Kyrylo Goncharuk, CEO CheckEye

Ukraine is entering a new phase of health system transformation. The national screening program for people aged 40+ may become a decisive step toward a fundamental shift from reactive medicine, where we treat consequences, to a proactive model focused on preventing severe complications and preserving citizens’ working capacity.

The program offers many opportunities for patients, but it also sets strict requirements for healthcare facilities — covering infrastructure, service delivery, digital tools, laboratory quality, patient routing, and ethical standards of care. For the first time, these aspects are described in such a detailed and structured form at the national level.

  1. Why national screening is critical for the country today

We have long known these facts, but now they are shaping policy:

• More than 80% of deaths in Ukraine are caused by non-communicable diseases.

• Most of them can be prevented if detected early.

• Only 1 in 10 Ukrainians undergoes regular preventive checkups.

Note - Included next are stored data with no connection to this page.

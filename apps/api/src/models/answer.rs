use chrono::{DateTime, Utc};
use serde::{Deserialize, Serialize};
use sqlx::FromRow;
use uuid::Uuid;

/// One submitted answer with the feedback it received. Never mutated.
///
/// `question_set_id` is a lookup reference only; the question text, expected
/// answer and skills are copied in so history survives on its own.
#[derive(Debug, Clone, PartialEq, Serialize, Deserialize, FromRow)]
pub struct AnswerRecord {
    pub id: Uuid,
    pub question_set_id: Uuid,
    pub question_index: i32,
    pub question_text: String,
    pub user_answer: String,
    pub feedback: String,
    pub expected_answer: String,
    pub skills: Vec<String>,
    pub created_at: DateTime<Utc>,
}
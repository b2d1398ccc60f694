//! Answer Evaluator.
//!
//! Degradation chain, each level used only when the one above fails:
//!   1. structured LLM feedback
//!   2. keyword-gap feedback with LLM-extracted keywords
//!   3. keyword-gap feedback with locally ranked keywords
//!
//! Never fails and never returns an empty string. Filler phrases are stripped
//! from whatever comes out, fallback messages included.

use once_cell::sync::Lazy;
use regex::Regex;
use tracing::{info, warn};

use crate::evaluation::keywords::{extract_keywords, local_keywords};
use crate::evaluation::prompts::{
    FEEDBACK_PROMPT_TEMPLATE, FEEDBACK_SYSTEM, GOOD_COVERAGE_FEEDBACK, MISSING_CONCEPTS_TEMPLATE,
};
use crate::llm_client::prompts::fill_template;
use crate::llm_client::ChatCompletion;

const FEEDBACK_TEMPERATURE: f32 = 0.3;
const FEEDBACK_MAX_TOKENS: u32 = 200;
/// At most this many missing keywords are named in fallback feedback.
const MAX_REPORTED_GAPS: usize = 3;

/// Canned phrases that must never reach the candidate.
pub const FILLER_PHRASES: &[&str] = &[
    "your answer has been recorded",
    "consider reviewing",
    "you can review",
    "has been noted",
    "feedback is recorded",
];

static FILLER: Lazy<Regex> = Lazy::new(|| {
    let alternatives: Vec<String> = FILLER_PHRASES.iter().map(|p| regex::escape(p)).collect();
    Regex::new(&format!("(?i){}", alternatives.join("|"))).expect("filler regex")
});

/// Feedback on `user_answer` measured against `expected_answer`.
pub async fn compare_and_provide_feedback(
    llm: &dyn ChatCompletion,
    user_answer: &str,
    expected_answer: &str,
) -> String {
    let prompt = fill_template(
        FEEDBACK_PROMPT_TEMPLATE,
        &[
            ("expected_answer", expected_answer),
            ("user_answer", user_answer),
        ],
    );

    match llm
        .complete(
            FEEDBACK_SYSTEM,
            &prompt,
            FEEDBACK_TEMPERATURE,
            FEEDBACK_MAX_TOKENS,
        )
        .await
    {
        Ok(reply) => {
            let feedback = strip_filler(&reply);
            if feedback.chars().any(char::is_alphanumeric) {
                return feedback;
            }
            warn!("Feedback was nothing but filler; using keyword-gap feedback");
        }
        Err(e) => warn!("Feedback generation failed ({e}); using keyword-gap feedback"),
    }

    let mut keywords = extract_keywords(llm, expected_answer).await;
    keywords.retain(|k| !FILLER.is_match(k));
    if keywords.is_empty() {
        keywords = local_keywords(expected_answer);
    }
    strip_filler(&keyword_gap_feedback(&keywords, user_answer))
}

/// Reports the expected keywords missing from `user_answer`, compared
/// case-insensitively as substrings.
pub fn keyword_gap_feedback(keywords: &[String], user_answer: &str) -> String {
    let answer = user_answer.to_lowercase();
    let missing: Vec<&str> = keywords
        .iter()
        .filter(|k| !answer.contains(&k.to_lowercase()))
        .map(String::as_str)
        .collect();

    info!("{}/{} expected keywords missing", missing.len(), keywords.len());

    if missing.is_empty() {
        return GOOD_COVERAGE_FEEDBACK.to_string();
    }
    let named = &missing[..missing.len().min(MAX_REPORTED_GAPS)];
    fill_template(MISSING_CONCEPTS_TEMPLATE, &[("missing", named.join(", ").as_str())])
}

/// Removes every filler phrase in any casing and collapses whitespace.
/// Repeats until nothing changes, since a removal can join two fragments
/// into a fresh occurrence.
pub fn strip_filler(text: &str) -> String {
    let mut current = collapse_whitespace(text);
    loop {
        let next = collapse_whitespace(&FILLER.replace_all(&current, ""));
        if next == current {
            return current;
        }
        current = next;
    }
}

fn collapse_whitespace(text: &str) -> String {
    text.split_whitespace().collect::<Vec<_>>().join(" ")
}
//! Axum route handlers for the Users API.

use axum::{
    extract::{Path, State},
    http::StatusCode,
    Json,
};
use serde::Deserialize;
use tracing::info;
use uuid::Uuid;

use crate::errors::AppError;
use crate::models::user::User;
use crate::state::AppState;

#[derive(Debug, Deserialize)]
pub struct CreateUserRequest {
    pub username: String,
    pub email: String,
}

/// POST /api/v1/users
pub async fn handle_create_user(
    State(state): State<AppState>,
    Json(req): Json<CreateUserRequest>,
) -> Result<(StatusCode, Json<User>), AppError> {
    if req.username.trim().is_empty() || req.email.trim().is_empty() {
        return Err(AppError::Validation("All fields are required".to_string()));
    }
    if !req.email.contains('@') {
        return Err(AppError::Validation("Email address is not valid".to_string()));
    }

    let user = User::new(&req.username, &req.email);
    state.store.insert_user(&user).await?;
    info!("Registered user {} ({})", user.username, user.id);

    Ok((StatusCode::CREATED, Json(user)))
}

/// GET /api/v1/users/:id
pub async fn handle_get_user(
    State(state): State<AppState>,
    Path(id): Path<Uuid>,
) -> Result<Json<User>, AppError> {
    let user = state
        .store
        .find_user(id)
        .await?
        .ok_or_else(|| AppError::NotFound(format!("User {id} not found")))?;
    Ok(Json(user))
}
// Skill extraction prompt templates.

pub const SKILLS_SYSTEM: &str =
    "You are a resume parser that extracts only explicitly mentioned skills.";

/// Replace `{resume_text}` and `{list_instruction}` before sending.
pub const SKILLS_PROMPT_TEMPLATE: &str = r#"The resume below has a "Skills" section.
Extract ONLY the technical skills explicitly listed in the Skills section.
{list_instruction}

Resume:
{resume_text}"#;
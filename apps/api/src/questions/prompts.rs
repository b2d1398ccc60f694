// Question and expected-answer prompt templates.
// Supplementary prompts run under llm_client::prompts::INTERVIEWER_SYSTEM.

/// System prompt for the main question batch.
pub const QUESTIONS_SYSTEM: &str = "You are an expert technical interviewer. \
    Generate relevant interview questions based on the candidate's skills and experience. \
    Put each question on its own line with no commentary or preamble.";

/// Replace `{skills}` and `{experience}` before sending.
pub const QUESTIONS_PROMPT_TEMPLATE: &str = r#"Generate interview questions based on the following resume:

Skills: {skills}
Experience: {experience}

Generate 10-15 questions that:
1. Test practical knowledge of the listed skills
2. Are relevant to the candidate's experience
3. Include both technical and behavioral aspects
4. Are at an appropriate difficulty level
5. Cover different aspects of their experience

Format each question as a complete sentence, one question per line."#;

/// Replace `{top_skills}`.
pub const SCENARIO_PROMPT_TEMPLATE: &str =
    "Create 5 scenario-based questions for someone with experience in {top_skills}. \
    One question per line.";

/// Replace `{skill}`.
pub const CODING_PROMPT_TEMPLATE: &str =
    "Generate 5 coding interview questions related to {skill}. One question per line.";

pub const BEHAVIORAL_PROMPT: &str =
    "Create 5 behavioral questions based on the candidate's experience. One question per line.";

pub const EXPECTED_ANSWER_SYSTEM: &str =
    "You are an expert technical interviewer creating model answers for evaluation.";

/// Replace `{question}`, `{skills}` and `{experience}` before sending.
pub const EXPECTED_ANSWER_PROMPT_TEMPLATE: &str = r#"You are evaluating responses to technical interview questions.

Question: {question}

Candidate Skills: {skills}
Candidate Experience: {experience}

Generate an ideal answer to this question that would receive a perfect score.
The answer should be comprehensive but concise (150-250 words).
Include specific technical details where appropriate.

Ideal Answer:"#;
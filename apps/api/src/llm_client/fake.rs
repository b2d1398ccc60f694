//! Scripted chat-completion backend for tests.

use std::collections::VecDeque;
use std::sync::Mutex;

use async_trait::async_trait;

use super::{ChatCompletion, LlmError};

/// One recorded call: (system, prompt, temperature, max_tokens).
#[derive(Debug, Clone)]
pub struct RecordedCall {
    pub system: String,
    pub prompt: String,
    pub temperature: f32,
    pub max_tokens: u32,
}

/// Replays queued replies in order and records every prompt it receives.
/// Once the queue is drained every further call fails.
#[derive(Default)]
pub struct ScriptedLlm {
    replies: Mutex<VecDeque<Result<String, LlmError>>>,
    calls: Mutex<Vec<RecordedCall>>,
}

impl ScriptedLlm {
    pub fn new() -> Self {
        Self::default()
    }

    /// A backend where every call fails, as if the provider were unreachable.
    pub fn failing() -> Self {
        Self::default()
    }

    pub fn reply(self, text: &str) -> Self {
        self.replies
            .lock()
            .unwrap()
            .push_back(Ok(text.to_string()));
        self
    }

    pub fn fail(self) -> Self {
        self.replies.lock().unwrap().push_back(Err(unavailable()));
        self
    }

    /// Queues the error a provider produces for a blank completion.
    pub fn empty(self) -> Self {
        self.replies
            .lock()
            .unwrap()
            .push_back(Err(LlmError::EmptyContent));
        self
    }

    pub fn calls(&self) -> Vec<RecordedCall> {
        self.calls.lock().unwrap().clone()
    }

    pub fn call_count(&self) -> usize {
        self.calls.lock().unwrap().len()
    }
}

fn unavailable() -> LlmError {
    LlmError::Api {
        status: 503,
        message: "service unavailable".to_string(),
    }
}

#[async_trait]
impl ChatCompletion for ScriptedLlm {
    async fn complete(
        &self,
        system: &str,
        prompt: &str,
        temperature: f32,
        max_tokens: u32,
    ) -> Result<String, LlmError> {
        self.calls.lock().unwrap().push(RecordedCall {
            system: system.to_string(),
            prompt: prompt.to_string(),
            temperature,
            max_tokens,
        });
        self.replies
            .lock()
            .unwrap()
            .pop_front()
            .unwrap_or_else(|| Err(unavailable()))
    }
}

The National Check-Up program aims to close this gap by creating a unified framework that ensures every person aged 40+ receives equal, high-quality service — regardless of where they live.

  1. Standards that shape a new culture of healthcare

The program sets more than 200 requirements for the screening process.

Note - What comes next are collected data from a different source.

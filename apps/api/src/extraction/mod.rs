// Resume ingestion: document text, entity candidates, skills and experience.
// All LLM calls go through llm_client::ChatCompletion.

use std::collections::HashSet;

pub mod entities;
pub mod prompts;
pub mod sections;
pub mod skills;
pub mod text;

/// Removes exact-string duplicates, keeping the first occurrence.
/// Case-sensitive: "Python" and "python" both survive.
pub fn dedup_preserving_order<I>(items: I) -> Vec<String>
where
    I: IntoIterator<Item = String>,
{
    let mut seen = HashSet::new();
    items
        .into_iter()
        .filter(|item| seen.insert(item.clone()))
        .collect()
}

/// Returns at most the first `max_chars` characters of `text`.
pub fn truncate_chars(text: &str, max_chars: usize) -> &str {
    match text.char_indices().nth(max_chars) {
        Some((idx, _)) => &text[..idx],
        None => text,
    }
}
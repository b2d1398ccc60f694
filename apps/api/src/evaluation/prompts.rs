// Answer evaluation prompt templates.

pub const FEEDBACK_SYSTEM: &str =
    "You provide specific, actionable technical interview feedback without generic phrases.";

/// Replace `{expected_answer}` and `{user_answer}` before sending.
pub const FEEDBACK_PROMPT_TEMPLATE: &str = r#"You are providing detailed feedback on a technical interview answer. Be specific, constructive, and direct.

Expected Answer:
{expected_answer}

User's Answer:
{user_answer}

Provide specific feedback by:
1. Start with what the user did well (if anything)
2. Clearly identify which key technical concepts were missing or incorrect
3. Point out any misconceptions or errors
4. Suggest specific improvements with examples
5. Mention any additional points that would strengthen the answer

Be direct and specific. Don't use generic phrases like "your answer has been recorded" or "consider reviewing".
Give actionable, technical feedback that helps them improve their interview performance.
Keep the feedback concise but comprehensive - around 3-4 sentences maximum."#;

pub const KEYWORDS_SYSTEM: &str = "You extract essential technical concepts from text.";

/// Replace `{text}` and `{list_instruction}` before sending.
pub const KEYWORDS_PROMPT_TEMPLATE: &str = r#"Extract the 5-8 most important technical concepts or key points from this text that would be essential for a correct answer:

{text}

{list_instruction}"#;

pub const GOOD_COVERAGE_FEEDBACK: &str = "Good coverage of the main concepts. \
    To improve further, add specific examples and explain the reasoning behind your approach in more detail.";

/// Replace `{missing}` with up to three comma-separated keywords.
pub const MISSING_CONCEPTS_TEMPLATE: &str = "Your answer is missing key concepts: {missing}. \
    Focus on explaining these areas with specific examples and technical details to provide a more complete response.";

Three groups are especially important:

Service and accessibility

Mandatory:

• appointments at convenient times, including Saturdays and early-morning slots;

• waiting time — no more than 15 minutes;

• “one-stop visit” — all examinations within 60–90 minutes;

• home visits for patients with low mobility.

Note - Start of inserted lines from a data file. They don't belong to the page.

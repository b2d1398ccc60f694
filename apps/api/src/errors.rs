use axum::{
    http::StatusCode,
    response::{IntoResponse, Response},
    Json,
};
use serde_json::json;
use thiserror::Error;

use crate::extraction::entities::EntityError;
use crate::extraction::text::ExtractionError;
use crate::llm_client::LlmError;
use crate::store::StoreError;

/// Application-level error type.
/// Implements `IntoResponse` so Axum handlers can return `Result<T, AppError>`.
/// Clients only ever see a short message; details go to the log.
#[derive(Debug, Error)]
pub enum AppError {
    #[error("Not found: {0}")]
    NotFound(String),

    #[error("Validation error: {0}")]
    Validation(String),

    #[error("Conflict: {0}")]
    Conflict(String),

    #[error("Unreadable document: {0}")]
    Document(#[from] ExtractionError),

    #[error("Database error: {0}")]
    Database(StoreError),

    #[error("LLM error: {0}")]
    Llm(String),

    #[error("Entity recognition error: {0}")]
    Entity(#[from] EntityError),

    #[error("Internal server error: {0}")]
    Internal(#[from] anyhow::Error),
}

impl From<StoreError> for AppError {
    fn from(e: StoreError) -> Self {
        match e {
            StoreError::Conflict(msg) => AppError::Conflict(msg),
            other => AppError::Database(other),
        }
    }
}

impl AppError {
    /// Wraps an LLM failure with the pipeline stage it happened in.
    pub fn llm(stage: &str, e: LlmError) -> Self {
        AppError::Llm(format!("{stage}: {e}"))
    }
}

impl IntoResponse for AppError {
    fn into_response(self) -> Response {
        let (status, code, message) = match &self {
            AppError::NotFound(msg) => (StatusCode::NOT_FOUND, "NOT_FOUND", msg.clone()),
            AppError::Validation(msg) => (StatusCode::BAD_REQUEST, "VALIDATION_ERROR", msg.clone()),
            AppError::Conflict(msg) => (StatusCode::CONFLICT, "CONFLICT", msg.clone()),
            AppError::Document(e) => {
                tracing::warn!("Document extraction failed: {e}");
                (
                    StatusCode::BAD_REQUEST,
                    "UNREADABLE_DOCUMENT",
                    "The uploaded document could not be read".to_string(),
                )
            }
            AppError::Database(e) => {
                tracing::error!("Database error: {e}");
                (
                    StatusCode::INTERNAL_SERVER_ERROR,
                    "DATABASE_ERROR",
                    "A database error occurred".to_string(),
                )
            }
            AppError::Llm(msg) => {
                tracing::error!("LLM error: {msg}");
                (
                    StatusCode::BAD_GATEWAY,
                    "LLM_ERROR",
                    "An AI processing error occurred".to_string(),
                )
            }
            AppError::Entity(e) => {
                tracing::error!("Entity recognition error: {e}");
                (
                    StatusCode::BAD_GATEWAY,
                    "ENTITY_ERROR",
                    "An AI processing error occurred".to_string(),
                )
            }
            AppError::Internal(e) => {
                tracing::error!("Internal error: {e:?}");
                (
                    StatusCode::INTERNAL_SERVER_ERROR,
                    "INTERNAL_ERROR",
                    "An internal server error occurred".to_string(),
                )
            }
        };

        let body = Json(json!({
            "error": {
                "code": code,
                "message": message
            }
        }));

        (status, body).into_response()
    }
}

This clearly indicates a shift toward a patient-centred model.

Quality and safety

The project clearly sets requirements for:

• laboratory methods,

• turnaround time for results,

•critical lab values requiring a mandatory doctor’s call within 30 minutes,

• participation of laboratories in external quality assurance systems.

Digitalisation and data

The system requires:

• full integration with the national eHealth system,

• digital questionnaires,

• automated calculation of SCORE2, FINDRISC, PHQ-9, GAD-7 risk scores,

• online delivery of results using a “traffic light” format.

The program explicitly allows the use of AI technologies as supportive tools to enhance personalisation and efficiency of screening.

This is a clear signal that digital prevention is becoming the norm.

  1. Why this matters for the economy and national recovery

A country at war cannot afford to lose people to preventable complications.

Early diagnosis:

• reduces disability,

• decreases the burden on hospitals,

• lowers state expenditures on social payments, treatment of complications, and rehabilitation.

International estimates are clear: every 1 dollar invested in prevention saves 4–7 dollars for the healthcare system and the economy.

Ukraine may become the first country in Europe to make preventive screening digital, systematic, and large-scale simultaneously.

  1. Where innovative companies like CheckEye come in

The draft requirements allow the use of digital solutions and AI algorithms as supportive tools within the screening process. This opens the door to innovations that can address one of the key challenges — scaling high-quality diagnostics amid a shortage of doctors.

For example, our retinal imaging analysis technology enables the detection of diabetes-related complications earlier than symptoms appear, in less than 30 seconds.

In a system where millions of people must be screened annually, this is not just a “useful tool” — it is critical infrastructure.

  1. Key conclusion: Ukraine is shaping a new standard of prevention

Today, Ukraine is doing what other EU countries have been moving toward for decades. And that is precisely why we can become an example of how a country at war lays the foundation for a healthier, stronger, and economically resilient nation.